Tek başına marifet sizde ise, başarı sizin sayenizde gelmişse buyurun gösterin
tüm yeteneklerinizi. Çünkü motor olarak hala görevinizin başındasınız. Yanı
başında da tümüyle değişen arabanın aksamı var. Başarı göstereceksiniz de
elinizden alan mı var? Hep çekip gidene kızacağımıza "Niçin yanımızdan
çekip gittiler" diye niçin sorgulamıyoruz kendimizi?
Gördüğüm kadarıyla motor dışında aracın tüm aksamının
değişmesi motorun gücünü zayıflatmış, ileri gideceği yerde patinaj yapıyor ve
gerisin geri gidiyor. Demek ki sonradan monte edilenler uyum sağlamadı. Motor
güç kaybetti. Motorun yeniden güç toplaması için rektifiye olmaya ihtiyacı var.
Keşke orijinal motor, yoluna orijinal parçalarıyla devam etseydi…

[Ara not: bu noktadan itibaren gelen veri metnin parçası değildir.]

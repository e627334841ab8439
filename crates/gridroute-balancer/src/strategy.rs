//! Strategy dispatch.
//!
//! The set of strategies is closed: a router picks one at construction
//! and keeps it for its lifetime. Strategies only order candidates; the
//! router owns every reservation attempt.

use gridroute_core::{Accelerator, Request, StrategyKind};

use crate::p2c::{Pair, PowerOfTwoChoices};
use crate::round_robin::{RoundRobin, Rotation};

#[derive(Debug)]
pub enum Strategy {
    RoundRobin(RoundRobin),
    PowerOfTwoChoices(PowerOfTwoChoices),
}

impl Strategy {
    pub fn from_kind(kind: StrategyKind) -> Self {
        match kind {
            StrategyKind::RoundRobin => Strategy::RoundRobin(RoundRobin::new()),
            StrategyKind::PowerOfTwoChoices => Strategy::PowerOfTwoChoices(PowerOfTwoChoices::new()),
        }
    }

    pub fn kind(&self) -> StrategyKind {
        match self {
            Strategy::RoundRobin(_) => StrategyKind::RoundRobin,
            Strategy::PowerOfTwoChoices(_) => StrategyKind::PowerOfTwoChoices,
        }
    }

    /// Indices into `pool` in the order reservations should be attempted.
    ///
    /// Round-robin yields a full rotation; P2C yields at most two.
    pub fn candidates(&self, pool: &[Accelerator], _request: &Request) -> Candidates {
        match self {
            Strategy::RoundRobin(rr) => Candidates::Rotation(rr.rotation(pool.len())),
            Strategy::PowerOfTwoChoices(p2c) => Candidates::Pair(p2c.candidates(pool)),
        }
    }
}

impl From<RoundRobin> for Strategy {
    fn from(rr: RoundRobin) -> Self {
        Strategy::RoundRobin(rr)
    }
}

impl From<PowerOfTwoChoices> for Strategy {
    fn from(p2c: PowerOfTwoChoices) -> Self {
        Strategy::PowerOfTwoChoices(p2c)
    }
}

/// Candidate indices produced by a [`Strategy`].
#[derive(Debug, Clone)]
pub enum Candidates {
    Rotation(Rotation),
    Pair(Pair),
}

impl Iterator for Candidates {
    type Item = usize;

    fn next(&mut self) -> Option<usize> {
        match self {
            Candidates::Rotation(r) => r.next(),
            Candidates::Pair(p) => p.next(),
        }
    }

    fn size_hint(&self) -> (usize, Option<usize>) {
        match self {
            Candidates::Rotation(r) => r.size_hint(),
            Candidates::Pair(p) => p.size_hint(),
        }
    }
}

Orjinal parçalar laşkalaşmış muadilleri de orjinalinin yerini tutmuyor. Adamlara bir makam verild mi kendilerini bir şey zannediyorlar. Belki kendisinde keramet var ama onlar bütün kerameti kendilerinde zannediyorlar. Motor sağlam ama ne kadar da sağlam olsa diğer bütün parçalar muadil olduğu için uyum sağlakta zorlanıyor. Bizim bu araç biraz zor ayağa kalkacağa benziyor. Temenni edelim de tamiratı yapılır yola devam ederiz. Yoksa yolda kalır kurda kuşa yem oluruz. Allah yem olmaktan korusun inşallah.
YanıtlaSilAynen öyle maalesef. Makam, mevki, şöhret, kadın, para vs insanın en büyük imtihanıdır. Maalesef çoğumuz bu imtihanı kaybetmektedir. Ümitler azalsa da çözüm bitmiş değil. Öncelikle kırgınlıklar çözülmeli. Bunun için herkes eteğindeki taşı dökmeli. Karşı tarafı suçlamaktan ziyade tarafların her biri kendisiyle yüzleşmeli. Yeniden bir araya gelme, birlikte hareket etme yolları son ana kadar kullanılmalı. Bunun için iki tarafa da sözünü geçirecek hatırı sayılır insanımız olmalı. İki tarafa da kızmalı. Fakat biz iki tarafa da hakem olacak kimseyi bırakmadık. Baktık bir araya gelme imkanı yok mu? Trk kelimeyle birbirlerine başarılar dileyecekler ve kimse yek diğerinin arkasın dan konuşmayacak şekilde anlaşacaklar. Herkes taraftarına hakim olacak, eski dostlar aleyhne yek kelime edilmeyecek denecek. Herkes yoluna gidecek. Kulvarlarımız farklı olsa da iyilikte birbirimize destek olacağız demeliler.